Start of Block

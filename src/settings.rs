use serde::{Deserialize, Deserializer, Serialize};
use serde_json::{Map, Value};
use std::ops::RangeInclusive;
use std::path::{Path, PathBuf};

/// Resolution every size preset is scaled from.
pub const BASE_SIZE: (u32, u32) = (480, 270);
/// Accepted clock font sizes in pixels.
pub const FONT_SIZE_RANGE: RangeInclusive<u32> = 1..=400;

#[derive(Debug, Clone, Copy, PartialEq, Eq, Hash, Default, Serialize)]
#[serde(rename_all = "lowercase")]
pub enum SizePreset {
    Small,
    #[default]
    Medium,
    Large,
}

impl SizePreset {
    pub const ALL: [SizePreset; 3] = [SizePreset::Small, SizePreset::Medium, SizePreset::Large];

    pub fn name(self) -> &'static str {
        match self {
            SizePreset::Small => "small",
            SizePreset::Medium => "medium",
            SizePreset::Large => "large",
        }
    }

    pub fn from_name(name: &str) -> Option<Self> {
        Self::ALL.into_iter().find(|p| p.name() == name)
    }

    fn scale(self) -> f32 {
        match self {
            SizePreset::Small => 0.75,
            SizePreset::Medium => 1.0,
            SizePreset::Large => 1.25,
        }
    }

    /// Pixel size of the widget for this preset.
    pub fn dimensions(self) -> (u32, u32) {
        let scale = self.scale();
        (
            (BASE_SIZE.0 as f32 * scale).round() as u32,
            (BASE_SIZE.1 as f32 * scale).round() as u32,
        )
    }
}

impl std::fmt::Display for SizePreset {
    fn fmt(&self, f: &mut std::fmt::Formatter<'_>) -> std::fmt::Result {
        f.write_str(self.name())
    }
}

// Unknown preset names fall back to the default instead of failing the
// whole settings record.
impl<'de> Deserialize<'de> for SizePreset {
    fn deserialize<D: Deserializer<'de>>(deserializer: D) -> Result<Self, D::Error> {
        let name = String::deserialize(deserializer)?;
        Ok(SizePreset::from_name(&name).unwrap_or_else(|| {
            tracing::warn!(preset = %name, "unknown window size preset; using medium");
            SizePreset::default()
        }))
    }
}

#[derive(Debug, Clone, PartialEq, Eq, Serialize, Deserialize)]
#[serde(default)]
pub struct Settings {
    pub font_size: u32,
    /// Clock text color as `#RRGGBB`.
    pub font_color: String,
    /// Path of a user selected background image. Empty when unset.
    pub custom_bg_image: String,
    pub remember_position: bool,
    pub lock_dragging: bool,
    pub run_on_startup: bool,
    pub window_x: i32,
    pub window_y: i32,
    pub window_size: SizePreset,
    /// Remote background shown last, so a restart shows the same picture.
    pub current_bg_url: String,
}

impl Default for Settings {
    fn default() -> Self {
        Self {
            font_size: 46,
            font_color: "#FFFFFF".into(),
            custom_bg_image: String::new(),
            remember_position: true,
            lock_dragging: false,
            run_on_startup: false,
            window_x: 50,
            window_y: 50,
            window_size: SizePreset::Medium,
            current_bg_url: String::new(),
        }
    }
}

impl Settings {
    /// Font color as RGB, white when the stored string cannot be parsed.
    pub fn font_rgb(&self) -> [u8; 3] {
        parse_hex_color(&self.font_color).unwrap_or_else(|| {
            tracing::warn!(color = %self.font_color, "invalid font color; using white");
            [255, 255, 255]
        })
    }

    pub fn custom_background(&self) -> Option<PathBuf> {
        let trimmed = self.custom_bg_image.trim();
        if trimmed.is_empty() {
            None
        } else {
            Some(PathBuf::from(trimmed))
        }
    }

    fn to_map(&self) -> Map<String, Value> {
        match serde_json::to_value(self) {
            Ok(Value::Object(map)) => map,
            _ => Map::new(),
        }
    }

    /// Returns a copy with `key` replaced, or `None` when the key is unknown
    /// or the value does not fit it.
    fn with_value(&self, key: &str, value: Value) -> Option<Settings> {
        let mut map = self.to_map();
        if !map.contains_key(key) {
            return None;
        }
        map.insert(key.to_string(), value);
        serde_json::from_value(Value::Object(map)).ok()
    }

    /// Merge a persisted record over the defaults, key by key.
    pub fn merged_over_defaults(loaded: Map<String, Value>) -> Settings {
        let mut merged = Settings::default();
        for (key, value) in loaded {
            match merged.with_value(&key, value) {
                Some(next) => merged = next,
                None => tracing::debug!(key = %key, "ignoring unknown or ill-typed setting"),
            }
        }
        let clamped = merged
            .font_size
            .clamp(*FONT_SIZE_RANGE.start(), *FONT_SIZE_RANGE.end());
        if clamped != merged.font_size {
            tracing::warn!(font_size = merged.font_size, clamped, "font size out of range");
            merged.font_size = clamped;
        }
        merged
    }
}

pub fn parse_hex_color(s: &str) -> Option<[u8; 3]> {
    let hex = s.trim().trim_start_matches('#');
    if !hex.chars().all(|c| c.is_ascii_hexdigit()) {
        return None;
    }
    match hex.len() {
        6 => {
            let r = u8::from_str_radix(&hex[0..2], 16).ok()?;
            let g = u8::from_str_radix(&hex[2..4], 16).ok()?;
            let b = u8::from_str_radix(&hex[4..6], 16).ok()?;
            Some([r, g, b])
        }
        3 => {
            let mut out = [0u8; 3];
            for (i, c) in hex.chars().enumerate() {
                let v = c.to_digit(16)? as u8;
                out[i] = v * 17;
            }
            Some(out)
        }
        _ => None,
    }
}

pub fn format_hex_color(rgb: [u8; 3]) -> String {
    format!("#{:02X}{:02X}{:02X}", rgb[0], rgb[1], rgb[2])
}

/// Settings record backed by a JSON file. Every mutation is written through
/// to disk immediately.
#[derive(Debug)]
pub struct SettingsStore {
    path: PathBuf,
    settings: Settings,
}

impl SettingsStore {
    /// Load the record at `path`. A missing or malformed file yields the
    /// defaults.
    pub fn load(path: impl Into<PathBuf>) -> Self {
        let path = path.into();
        let settings = read_settings(&path);
        Self { path, settings }
    }

    pub fn path(&self) -> &Path {
        &self.path
    }

    pub fn settings(&self) -> &Settings {
        &self.settings
    }

    /// Current value of `key`, or `None` when the key is not a setting.
    pub fn get(&self, key: &str) -> Option<Value> {
        self.settings.to_map().remove(key)
    }

    /// Update a single key and persist the record. Returns `false` when the
    /// key is unknown or the value has the wrong type.
    pub fn set(&mut self, key: &str, value: impl Into<Value>) -> bool {
        match self.settings.with_value(key, value.into()) {
            Some(next) => {
                self.settings = next;
                self.save();
                true
            }
            None => {
                tracing::warn!(key = %key, "rejected setting update");
                false
            }
        }
    }

    /// Apply a typed mutation and persist once.
    pub fn update(&mut self, f: impl FnOnce(&mut Settings)) -> bool {
        f(&mut self.settings);
        self.save()
    }

    pub fn replace(&mut self, settings: Settings) -> bool {
        self.settings = settings;
        self.save()
    }

    /// Write the record to disk. Failures are logged and reported as `false`.
    pub fn save(&self) -> bool {
        match write_settings(&self.path, &self.settings) {
            Ok(()) => true,
            Err(e) => {
                tracing::error!(path = %self.path.display(), "failed to save settings: {e:#}");
                false
            }
        }
    }
}

fn read_settings(path: &Path) -> Settings {
    let content = match std::fs::read_to_string(path) {
        Ok(content) => content,
        Err(e) => {
            if path.exists() {
                tracing::warn!(path = %path.display(), "failed to read settings: {e}");
            }
            return Settings::default();
        }
    };
    match serde_json::from_str::<Value>(&content) {
        Ok(Value::Object(map)) => Settings::merged_over_defaults(map),
        Ok(_) => {
            tracing::warn!(path = %path.display(), "settings file is not an object; using defaults");
            Settings::default()
        }
        Err(e) => {
            tracing::warn!(path = %path.display(), "malformed settings file: {e}");
            Settings::default()
        }
    }
}

fn write_settings(path: &Path, settings: &Settings) -> anyhow::Result<()> {
    use anyhow::Context;
    if let Some(parent) = path.parent() {
        if !parent.as_os_str().is_empty() {
            std::fs::create_dir_all(parent)
                .with_context(|| format!("create settings folder {}", parent.display()))?;
        }
    }
    let json = serde_json::to_string_pretty(settings).context("serialize settings")?;
    std::fs::write(path, json).with_context(|| format!("write settings file {}", path.display()))
}

#[cfg(test)]
mod tests {
    use super::{format_hex_color, parse_hex_color, Settings, SettingsStore, SizePreset};
    use serde_json::json;

    #[test]
    fn presets_scale_from_base_resolution() {
        assert_eq!(SizePreset::Small.dimensions(), (360, 203));
        assert_eq!(SizePreset::Medium.dimensions(), (480, 270));
        assert_eq!(SizePreset::Large.dimensions(), (600, 338));
    }

    #[test]
    fn preset_names_round_trip() {
        for preset in SizePreset::ALL {
            assert_eq!(SizePreset::from_name(preset.name()), Some(preset));
        }
        assert_eq!(SizePreset::from_name("huge"), None);
    }

    #[test]
    fn missing_file_yields_defaults() {
        let dir = tempfile::tempdir().expect("temp dir");
        let store = SettingsStore::load(dir.path().join("settings.json"));
        assert_eq!(store.settings(), &Settings::default());
    }

    #[test]
    fn ill_typed_value_keeps_default_for_that_key_only() {
        let dir = tempfile::tempdir().expect("temp dir");
        let path = dir.path().join("settings.json");
        std::fs::write(
            &path,
            json!({"font_size": "big", "font_color": "#00FF00", "extra": 1}).to_string(),
        )
        .expect("write");

        let store = SettingsStore::load(&path);
        assert_eq!(store.settings().font_size, 46);
        assert_eq!(store.settings().font_color, "#00FF00");
        assert_eq!(store.get("extra"), None);
    }

    #[test]
    fn set_rejects_unknown_keys_and_wrong_types() {
        let dir = tempfile::tempdir().expect("temp dir");
        let mut store = SettingsStore::load(dir.path().join("settings.json"));
        assert!(!store.set("no_such_key", 1));
        assert!(!store.set("lock_dragging", "yes"));
        assert!(store.set("lock_dragging", true));
        assert_eq!(store.get("lock_dragging"), Some(json!(true)));
    }

    #[test]
    fn hex_colors_parse() {
        assert_eq!(parse_hex_color("#FF8000"), Some([255, 128, 0]));
        assert_eq!(parse_hex_color("ff8000"), Some([255, 128, 0]));
        assert_eq!(parse_hex_color("#fff"), Some([255, 255, 255]));
        assert_eq!(parse_hex_color("#12345"), None);
        assert_eq!(parse_hex_color("red"), None);
        assert_eq!(format_hex_color([1, 2, 255]), "#0102FF");
    }

    #[test]
    fn invalid_color_falls_back_to_white() {
        let settings = Settings {
            font_color: "not a color".into(),
            ..Settings::default()
        };
        assert_eq!(settings.font_rgb(), [255, 255, 255]);
    }
}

End of Block

- [Work order] Within the listing above, copy each line that has the string "PathBuf".

- [Your solution]
use std::path::{Path, PathBuf};
    pub fn custom_background(&self) -> Option<PathBuf> {
            Some(PathBuf::from(trimmed))
    path: PathBuf,
    pub fn load(path: impl Into<PathBuf>) -> Self {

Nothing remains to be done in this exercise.